Keempatnya langsung bergegas menghampiri Changyi untuk melaksanakan tugas mereka.
“Sepertinya buburnya sudah dingin pangeran,  aku akan mengambilkan makanan yang baru untukmu.” kata Chang gugup, mengambil meja kecil berisi makanan yang belum tersentuh oleh Changyi.
“Tidak perlu, aku sedang tidak berselera.” ucap Changyi cepat, dengan suara lemah yang malah terdengar seperti bisikan namun tetap mampu menghentikan langkah Chang.
“Aku tidak sedang memintamu, aku ‘memerintahkanmu’ untuk segera makan dan pulihkan kondisimu!” tegas Xianfeng tajam, menatap tepat ke arah Changyi. Kondisi putra dari orang yang paling dibencinya itu, benar-benar tidak sedap dipandang mata saat ini. Wajahnya tampak pucat, bibirnya bahkan bisa disamakan dengan tanah yang tandus, rambutnya yang hitam dan panjang tampak tergerai tak beraturan, tubuhnya kurus dan kecil seperti tubuh seorang gadis, tampak sangat lemah dan benar-benar rapuh. “Apa kau fikir aku akan senang memiliki seorang selir yang sakit-sakitan sepertimu? Kau bahkan tidak bisa melayaniku dengan kondisi seperti itu!”

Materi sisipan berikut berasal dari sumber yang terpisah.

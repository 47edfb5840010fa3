use tracing::{debug, debug_span};

use super::builder::{Edge, Lattice};

impl Lattice {
    /// Every structurally consistent choice of one edge per step.
    ///
    /// An edge sequence is consistent when the destination state of step i
    /// names the same candidate as the source state of step i+1; only then
    /// does the sequence pin exactly one article per mention. Enumeration
    /// is exhaustive on purpose — callers consume the full ranked set of
    /// assignments, so a best-path shortcut cannot replace it. Routes come
    /// out in cross-product order: earlier steps vary slowest.
    pub(super) fn routes(&self) -> Vec<Vec<Edge>> {
        if self.edge_groups.is_empty() {
            return Vec::new();
        }
        let _span = debug_span!("routes", steps = self.edge_groups.len()).entered();

        // Extending prefixes and rejecting inconsistent ones early is
        // equivalent to filtering the full cross product, in the same
        // order: every extension of a rejected prefix would be rejected.
        let mut routes: Vec<Vec<Edge>> = vec![Vec::new()];
        for group in &self.edge_groups {
            let mut extended = Vec::with_capacity(routes.len() * group.len());
            for route in &routes {
                for &edge in group {
                    if let Some(&last) = route.last() {
                        if !self.connects(last, edge) {
                            continue;
                        }
                    }
                    let mut longer = route.clone();
                    longer.push(edge);
                    extended.push(longer);
                }
            }
            routes = extended;
        }

        debug!(route_count = routes.len());
        routes
    }

    /// Destination state of `prev` and source state of `next` name the
    /// same (position, candidate) pair.
    fn connects(&self, prev: Edge, next: Edge) -> bool {
        match (
            self.index.columns.key(prev.column),
            self.index.rows.key(next.row),
        ) {
            (Some(destination), Some(source)) => {
                destination.position == source.position && destination.label == source.label
            }
            _ => false,
        }
    }
}

#[cfg(test)]
mod tests {
    use crate::lattice::builder::build_lattice;
    use crate::lattice::testutil::{mentions, SimilarityTable};

    #[test]
    fn test_route_count_is_candidate_cross_product() {
        let model = SimilarityTable::new(&["a1", "a2", "b1", "b2", "b3", "c1", "c2"]);
        let input = mentions(&[
            ("A", &["a1", "a2"]),
            ("B", &["b1", "b2", "b3"]),
            ("C", &["c1", "c2"]),
        ]);

        let lattice = build_lattice(&input, &model).unwrap();
        // One candidate per mention: 2 * 3 * 2 assignments.
        assert_eq!(lattice.routes().len(), 12);
    }

    #[test]
    fn test_routes_are_internally_consistent() {
        let model = SimilarityTable::new(&["a1", "a2", "b1", "b2", "c1"]);
        let input = mentions(&[("A", &["a1", "a2"]), ("B", &["b1", "b2"]), ("C", &["c1"])]);

        let lattice = build_lattice(&input, &model).unwrap();
        for route in lattice.routes() {
            for window in route.windows(2) {
                let destination = lattice.index.columns.key(window[0].column).unwrap();
                let source = lattice.index.rows.key(window[1].row).unwrap();
                assert_eq!(destination.label, source.label);
                assert_eq!(destination.position, source.position);
            }
        }
    }

    #[test]
    fn test_fewer_than_two_mentions_yield_no_routes() {
        let model = SimilarityTable::new(&["a1"]);
        let lattice = build_lattice(&mentions(&[("A", &["a1"])]), &model).unwrap();
        assert!(lattice.routes().is_empty());

        let empty = build_lattice(&[], &model).unwrap();
        assert!(empty.routes().is_empty());
    }

    #[test]
    fn test_single_step_routes_are_the_edge_group() {
        let model = SimilarityTable::new(&["a1", "a2", "b1"]);
        let input = mentions(&[("A", &["a1", "a2"]), ("B", &["b1"])]);

        let lattice = build_lattice(&input, &model).unwrap();
        let routes = lattice.routes();
        assert_eq!(routes.len(), 2);
        assert_eq!(routes[0], vec![lattice.edge_groups[0][0]]);
        assert_eq!(routes[1], vec![lattice.edge_groups[0][1]]);
    }
}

Mendengar kalimat yang penuh penghinaan yang jelas ditujukan padanya, kemarahan Changyi seakan langsung naik satu oktaf ke kepalanya.

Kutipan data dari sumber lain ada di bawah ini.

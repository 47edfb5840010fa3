use serde::{Deserialize, Serialize};
use tracing::{debug, debug_span};

use crate::mention::Mention;

use super::builder::{Edge, Lattice};
use super::LinkError;

/// One scored transition of an assignment: the source candidate at step t,
/// the destination candidate at step t+1, and their similarity.
#[derive(Debug, Clone, PartialEq, Serialize, Deserialize)]
pub struct TransitionScore {
    pub source: String,
    pub destination: String,
    pub score: f32,
}

/// One full assignment of a candidate per mention, with its per-step
/// transition scores, their sum, and the mentions stamped with the chosen
/// article. Immutable once constructed.
#[derive(Debug, Clone, Serialize, Deserialize)]
pub struct ScoredSequence {
    pub mentions: Vec<Mention>,
    pub steps: Vec<TransitionScore>,
    pub total_score: f32,
}

impl ScoredSequence {
    /// The resolved article names in sequence order: each step's source
    /// candidate, then the final step's destination.
    pub fn labels(&self) -> Vec<&str> {
        let mut labels: Vec<&str> = self.steps.iter().map(|s| s.source.as_str()).collect();
        if let Some(last) = self.steps.last() {
            labels.push(last.destination.as_str());
        }
        labels
    }
}

impl Lattice {
    /// Enumerate every consistent route and score it.
    ///
    /// Fewer than two surviving mentions mean no steps and therefore an
    /// empty result list — a normal outcome, not an error.
    pub fn score_routes(&self) -> Result<Vec<ScoredSequence>, LinkError> {
        let routes = self.routes();
        let _span = debug_span!("score_routes", route_count = routes.len()).entered();
        let scored = routes
            .iter()
            .map(|route| self.score_route(route))
            .collect::<Result<Vec<_>, _>>()?;
        debug!(sequence_count = scored.len());
        Ok(scored)
    }

    fn score_route(&self, route: &[Edge]) -> Result<ScoredSequence, LinkError> {
        let mut steps = Vec::with_capacity(route.len());
        let mut total_score = 0.0f32;
        for &edge in route {
            let source = self.index.rows.key(edge.row).ok_or_else(|| {
                LinkError::Reconstruction(format!("no source state for row {}", edge.row))
            })?;
            let destination = self.index.columns.key(edge.column).ok_or_else(|| {
                LinkError::Reconstruction(format!("no destination state for column {}", edge.column))
            })?;
            let score = self.matrix.get(edge.row, edge.column);
            total_score += score;
            steps.push(TransitionScore {
                source: source.label.clone(),
                destination: destination.label.clone(),
                score,
            });
        }

        let mut labels: Vec<&str> = steps.iter().map(|s| s.source.as_str()).collect();
        if let Some(last) = steps.last() {
            labels.push(last.destination.as_str());
        }

        // Map each label back to the mention at its offset. Label strings
        // alone are ambiguous — the same article can be a candidate at two
        // positions — so the position component disambiguates. Every
        // sequence gets its own mention copies; the underlying mention
        // participates in many competing assignments at once.
        let mut mentions = Vec::with_capacity(labels.len());
        for (position, &label) in labels.iter().enumerate() {
            let origins = self.label_positions.get(label).ok_or_else(|| {
                LinkError::Reconstruction(format!("label {label:?} missing from position map"))
            })?;
            if !origins.contains(&position) {
                return Err(LinkError::Reconstruction(format!(
                    "label {label:?} does not originate at position {position}"
                )));
            }
            let mut mention = self.mentions[position].clone();
            mention.resolved = Some(label.to_string());
            mentions.push(mention);
        }

        Ok(ScoredSequence {
            mentions,
            steps,
            total_score,
        })
    }
}
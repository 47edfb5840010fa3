use std::collections::HashMap;

use tracing::{debug, debug_span, warn};

use crate::mention::Mention;
use crate::model::EmbeddingModel;

use super::index::{LatticeIndex, StateKey};
use super::matrix::TransitionMatrix;
use super::LinkError;

/// Matrix coordinates of one (source, destination) candidate pair at a
/// single adjacent step.
#[derive(Debug, Clone, Copy, PartialEq, Eq)]
pub(super) struct Edge {
    pub row: usize,
    pub column: usize,
}

/// The populated lattice over one mention sequence.
///
/// Holds the row/column index spaces, the sparse score matrix, one edge
/// group per adjacent step, and the surviving mentions together with a
/// label → positions multimap used during reconstruction (the same article
/// name may be a candidate at several positions).
pub struct Lattice {
    pub(super) index: LatticeIndex,
    pub(super) matrix: TransitionMatrix,
    pub(super) edge_groups: Vec<Vec<Edge>>,
    pub(super) mentions: Vec<Mention>,
    pub(super) label_positions: HashMap<String, Vec<usize>>,
}

impl Lattice {
    /// The mentions that survived vocabulary filtering, in sequence order.
    pub fn mentions(&self) -> &[Mention] {
        &self.mentions
    }
}

/// Drop candidates absent from the model vocabulary, then drop mentions
/// left with no candidates at all. The sequence closes around a dropped
/// mention; its neighbors become adjacent.
pub(super) fn filter_in_vocabulary(
    mentions: Vec<Mention>,
    model: &dyn EmbeddingModel,
) -> Vec<Mention> {
    let mut surviving = Vec::with_capacity(mentions.len());
    for mut mention in mentions {
        mention.candidates.retain(|label| {
            let known = model.contains(label);
            if !known {
                warn!(label = %label, surface = %mention.surface, "out of vocabulary, removing candidate");
            }
            known
        });
        if mention.candidates.is_empty() {
            warn!(surface = %mention.surface, "no in-vocabulary candidates, dropping mention");
        } else {
            surviving.push(mention);
        }
    }
    surviving
}

/// Build the lattice: filter the mentions, then for every adjacent step
/// register the full cross product of (source, destination) candidate
/// pairs, score each pair, and group its edges.
///
/// A similarity failure here is an invariant violation — filtering already
/// removed everything outside the vocabulary — and is surfaced as fatal
/// with the step and label attached.
pub fn build_lattice(
    mentions: &[Mention],
    model: &dyn EmbeddingModel,
) -> Result<Lattice, LinkError> {
    let mentions = filter_in_vocabulary(mentions.to_vec(), model);
    let _span = debug_span!("build_lattice", mentions = mentions.len()).entered();

    let mut index = LatticeIndex::default();
    let mut matrix = TransitionMatrix::new();
    let step_count = mentions.len().saturating_sub(1);
    let mut edge_groups: Vec<Vec<Edge>> = Vec::with_capacity(step_count);

    for step in 0..step_count {
        let sources = &mentions[step].candidates;
        let destinations = &mentions[step + 1].candidates;
        let mut group = Vec::with_capacity(sources.len() * destinations.len());
        for source in sources {
            for destination in destinations {
                let row = index.rows.intern(StateKey::new(step, source.as_str()));
                let column = index
                    .columns
                    .intern(StateKey::new(step + 1, destination.as_str()));
                let score = model
                    .similarity(source, destination)
                    .map_err(|err| LinkError::Vocabulary { step, source: err })?;
                matrix.set(row, column, score);
                group.push(Edge { row, column });
            }
        }
        edge_groups.push(group);
    }

    let mut label_positions: HashMap<String, Vec<usize>> = HashMap::new();
    for (position, mention) in mentions.iter().enumerate() {
        for label in &mention.candidates {
            label_positions.entry(label.clone()).or_default().push(position);
        }
    }

    debug!(
        rows = index.rows.len(),
        columns = index.columns.len(),
        entries = matrix.len(),
        steps = edge_groups.len()
    );
    Ok(Lattice {
        index,
        matrix,
        edge_groups,
        mentions,
        label_positions,
    })
}
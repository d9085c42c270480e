//! Data model for the people and pets tracked by a mortality record

use serde::{Deserialize, Serialize};
use std::fmt;
use std::str::FromStr;

use crate::calculations::{CAT_LIFE_EXPECTANCY, DOG_LIFE_EXPECTANCY};
use crate::error::MortalityError;

// ============================================================================
// Identity
// ============================================================================

/// Short token identifying a person or pet inside one record.
#[derive(Debug, Clone, PartialEq, Eq, Hash, Serialize, Deserialize)]
#[serde(transparent)]
pub struct EntityId(pub String);

impl EntityId {
    pub fn as_str(&self) -> &str {
        &self.0
    }
}

impl fmt::Display for EntityId {
    fn fmt(&self, f: &mut fmt::Formatter<'_>) -> fmt::Result {
        f.write_str(&self.0)
    }
}

// ============================================================================
// People
// ============================================================================

#[derive(Debug, Clone, Copy, PartialEq, Eq, Hash, Serialize, Deserialize)]
#[serde(rename_all = "lowercase")]
pub enum Relationship {
    #[serde(rename = "self")]
    User,
    Parent,
    Grandparent,
    Child,
}

impl Relationship {
    pub fn as_str(&self) -> &'static str {
        match self {
            Relationship::User => "self",
            Relationship::Parent => "parent",
            Relationship::Grandparent => "grandparent",
            Relationship::Child => "child",
        }
    }
}

impl fmt::Display for Relationship {
    fn fmt(&self, f: &mut fmt::Formatter<'_>) -> fmt::Result {
        f.write_str(self.as_str())
    }
}

#[derive(Debug, Clone, PartialEq, Serialize, Deserialize)]
pub struct Person {
    pub id: EntityId,
    pub label: String,
    /// Age in years, fractional ages allowed
    pub age: f64,
    pub relationship: Relationship,
}

// ============================================================================
// Pets
// ============================================================================

#[derive(Debug, Clone, Copy, PartialEq, Eq, Hash, Serialize, Deserialize)]
#[serde(rename_all = "lowercase")]
pub enum PetKind {
    Dog,
    Cat,
}

impl PetKind {
    /// Expected lifespan in years for this kind of pet
    pub fn life_expectancy(&self) -> f64 {
        match self {
            PetKind::Dog => DOG_LIFE_EXPECTANCY,
            PetKind::Cat => CAT_LIFE_EXPECTANCY,
        }
    }

    pub fn as_str(&self) -> &'static str {
        match self {
            PetKind::Dog => "dog",
            PetKind::Cat => "cat",
        }
    }
}

impl fmt::Display for PetKind {
    fn fmt(&self, f: &mut fmt::Formatter<'_>) -> fmt::Result {
        f.write_str(self.as_str())
    }
}

impl FromStr for PetKind {
    type Err = MortalityError;

    fn from_str(s: &str) -> Result<Self, Self::Err> {
        match s.trim().to_ascii_lowercase().as_str() {
            "dog" => Ok(PetKind::Dog),
            "cat" => Ok(PetKind::Cat),
            other => Err(MortalityError::UnknownPetKind(other.to_string())),
        }
    }
}

#[derive(Debug, Clone, PartialEq, Serialize, Deserialize)]
pub struct Pet {
    pub id: EntityId,
    pub name: String,
    #[serde(rename = "type")]
    pub kind: PetKind,
    pub age: f64,
}

// ============================================================================
// Aggregate
// ============================================================================

/// One user plus everyone and everything they share time with.
///
/// Collections keep insertion order. Entity ids are unique within the
/// record when it is built through [`crate::store::MortalityStore`].
#[derive(Debug, Clone, PartialEq, Serialize, Deserialize)]
pub struct MortalityData {
    pub user: Person,
    pub parents: Vec<Person>,
    pub grandparents: Vec<Person>,
    pub children: Vec<Person>,
    pub pets: Vec<Pet>,
}

impl MortalityData {
    /// Fresh record holding only the user
    pub fn new(user: Person) -> Self {
        Self {
            user,
            parents: Vec::new(),
            grandparents: Vec::new(),
            children: Vec::new(),
            pets: Vec::new(),
        }
    }

    pub fn user_age(&self) -> f64 {
        self.user.age
    }

    /// Relations in display order: parents, then grandparents, then children
    pub fn relations(&self) -> impl Iterator<Item = &Person> {
        self.parents
            .iter()
            .chain(self.grandparents.iter())
            .chain(self.children.iter())
    }

    /// True if any person or pet in the record already uses `id`
    pub fn contains_id(&self, id: &str) -> bool {
        self.user.id.as_str() == id
            || self.relations().any(|p| p.id.as_str() == id)
            || self.pets.iter().any(|p| p.id.as_str() == id)
    }

    /// Total number of people and pets, the user included
    pub fn entity_count(&self) -> usize {
        1 + self.parents.len() + self.grandparents.len() + self.children.len() + self.pets.len()
    }

    pub(crate) fn collection_mut(&mut self, relationship: Relationship) -> Option<&mut Vec<Person>> {
        match relationship {
            Relationship::User => None,
            Relationship::Parent => Some(&mut self.parents),
            Relationship::Grandparent => Some(&mut self.grandparents),
            Relationship::Child => Some(&mut self.children),
        }
    }
}

#[cfg(test)]
mod tests {
    use super::*;

    fn person(id: &str, age: f64, relationship: Relationship) -> Person {
        Person {
            id: EntityId(id.into()),
            label: id.into(),
            age,
            relationship,
        }
    }

    #[test]
    fn test_pet_kind_parsing() {
        assert_eq!("dog".parse::<PetKind>().unwrap(), PetKind::Dog);
        assert_eq!(" Cat ".parse::<PetKind>().unwrap(), PetKind::Cat);
        assert!(matches!(
            "hamster".parse::<PetKind>(),
            Err(MortalityError::UnknownPetKind(k)) if k == "hamster"
        ));
    }

    #[test]
    fn test_relations_order() {
        let mut data = MortalityData::new(person("me", 30.0, Relationship::User));
        data.children.push(person("kid", 2.0, Relationship::Child));
        data.parents.push(person("mom", 60.0, Relationship::Parent));
        data.grandparents.push(person("gran", 85.0, Relationship::Grandparent));

        let ids: Vec<&str> = data.relations().map(|p| p.id.as_str()).collect();
        assert_eq!(ids, vec!["mom", "gran", "kid"]);
        assert_eq!(data.entity_count(), 4);
        assert!(data.contains_id("gran"));
        assert!(!data.contains_id("dad"));
    }

    #[test]
    fn test_serialized_tags() {
        let json = serde_json::to_value(person("me", 30.0, Relationship::User)).unwrap();
        assert_eq!(json["relationship"], "self");

        let pet = Pet {
            id: EntityId("p1".into()),
            name: "Rex".into(),
            kind: PetKind::Dog,
            age: 3.0,
        };
        let json = serde_json::to_value(&pet).unwrap();
        assert_eq!(json["type"], "dog");
        assert_eq!(json["id"], "p1");
    }
}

“Bukankah kau juga mengalaminya?! Bukankah kau juga menyaksikan kematian keluargamu di hadapan matamu?  Apakah kau masih bisa memakan sesuatu saat bayangan mayat orang-orang yang kau sayangi masih terulang jelas di kepalamu?” desis Changyi geram, entah memperoleh keberanian dari mana hingga ia bisa berbicara tanpa menggunakan bahasa sopan pada penguasa paling berpengaruh di dinasti ini.

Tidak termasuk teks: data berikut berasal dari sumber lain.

//! Reveal effect - fades an element in the first time it becomes visible
//!
//! The host (a UI toolkit, a web view bridge) owns the actual visibility
//! observer and reports intersection ratios; this type decides when to
//! reveal and when to let the observer go.

/// Distance in pixels a hidden element sits below its settled position
const HIDDEN_OFFSET_PX: f64 = 20.0;
const TRANSITION_MS: u64 = 700;

/// Handle to whatever watches the element's visibility
pub trait VisibilityObserver {
    /// Stop observing. Called at most once per observer.
    fn disconnect(&mut self);
}

#[derive(Debug, Clone, Copy, PartialEq)]
pub struct RevealOptions {
    /// Fraction of the element that must be visible, 0.0 to 1.0
    pub threshold: f64,
    /// Delay before the transition starts
    pub delay_ms: u64,
}

impl Default for RevealOptions {
    fn default() -> Self {
        Self {
            threshold: 0.1,
            delay_ms: 0,
        }
    }
}

/// Style values the host applies to the element
#[derive(Debug, Clone, PartialEq)]
pub struct RevealStyle {
    pub opacity: f64,
    pub offset_y_px: f64,
    pub transition: String,
}

pub struct Reveal<O: VisibilityObserver> {
    options: RevealOptions,
    observer: Option<O>,
    revealed: bool,
}

impl<O: VisibilityObserver> Reveal<O> {
    /// Attach to a freshly mounted element. It starts hidden.
    pub fn attach(observer: O, options: RevealOptions) -> Self {
        Self {
            options,
            observer: Some(observer),
            revealed: false,
        }
    }

    /// Feed one intersection report. Returns true when this call revealed
    /// the element.
    pub fn on_intersection(&mut self, visible_ratio: f64) -> bool {
        if self.revealed {
            return false;
        }
        let intersecting = visible_ratio > 0.0 && visible_ratio >= self.options.threshold;
        if !intersecting {
            return false;
        }

        self.revealed = true;
        self.release();
        tracing::debug!(visible_ratio, delay_ms = self.options.delay_ms, "element revealed");
        true
    }

    pub fn is_revealed(&self) -> bool {
        self.revealed
    }

    pub fn is_observing(&self) -> bool {
        self.observer.is_some()
    }

    pub fn style(&self) -> RevealStyle {
        let (opacity, offset_y_px) = if self.revealed {
            (1.0, 0.0)
        } else {
            (0.0, HIDDEN_OFFSET_PX)
        };
        let delay = self.options.delay_ms;
        RevealStyle {
            opacity,
            offset_y_px,
            transition: format!(
                "opacity {ms}ms ease-out {delay}ms, transform {ms}ms ease-out {delay}ms",
                ms = TRANSITION_MS,
            ),
        }
    }

    fn release(&mut self) {
        if let Some(mut observer) = self.observer.take() {
            observer.disconnect();
        }
    }
}

impl<O: VisibilityObserver> Drop for Reveal<O> {
    fn drop(&mut self) {
        self.release();
    }
}
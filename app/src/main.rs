//! Mortality calculator
//!
//! Builds a household from the command line and prints its stats as JSON.

use clap::Parser;
use tracing::{info, Level};
use tracing_subscriber::FmtSubscriber;

use mortality_app::cli::Cli;
use mortality_app::commands::{household, planning, stats};
use mortality_app::state::{AppState, Report};

fn main() -> anyhow::Result<()> {
    let cli = Cli::parse();

    let subscriber = FmtSubscriber::builder()
        .with_max_level(if cli.verbose { Level::DEBUG } else { Level::INFO })
        .with_writer(std::io::stderr)
        .finish();
    tracing::subscriber::set_global_default(subscriber)?;

    let state = AppState::new();
    household::initialize(&state, cli.age).map_err(anyhow::Error::msg)?;

    for entry in &cli.parents {
        household::add_parent(&state, entry.age, entry.label.clone()).map_err(anyhow::Error::msg)?;
    }
    for entry in &cli.grandparents {
        household::add_grandparent(&state, entry.age, entry.label.clone())
            .map_err(anyhow::Error::msg)?;
    }
    for entry in &cli.children {
        household::add_child(&state, entry.age, entry.label.clone()).map_err(anyhow::Error::msg)?;
    }
    for entry in &cli.pets {
        household::add_pet(&state, entry.name.clone(), entry.kind.to_string(), entry.age)
            .map_err(anyhow::Error::msg)?;
    }

    let future_child = match cli.future_child_at {
        Some(age) => planning::get_future_child_time(&state, age).map_err(anyhow::Error::msg)?,
        None => None,
    };

    let report = Report {
        revision: stats::get_revision(&state),
        stats: stats::get_snapshot(&state).map_err(anyhow::Error::msg)?,
        time_remaining: planning::get_time_remaining(&state).map_err(anyhow::Error::msg)?,
        quality_time: planning::get_quality_time(&state).map_err(anyhow::Error::msg)?,
        future_child,
    };
    info!(
        people = report.stats.people.len(),
        pets = report.stats.pets.len(),
        "report ready"
    );

    let json = if cli.pretty {
        serde_json::to_string_pretty(&report)?
    } else {
        serde_json::to_string(&report)?
    };
    println!("{json}");

    Ok(())
}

Sepasang alis hitam itu saling bertaut marah, menatap Changyi. “Kalian semua! Pergilah!” perintah penguasa beberapa kerajaan, yang baru berusia dua puluh delapan tahun itu pada para pelayannya. Matanya masih menatap lekat ke arah Changyi yang tampak terduduk lemah di atas tempat tidur luasnya.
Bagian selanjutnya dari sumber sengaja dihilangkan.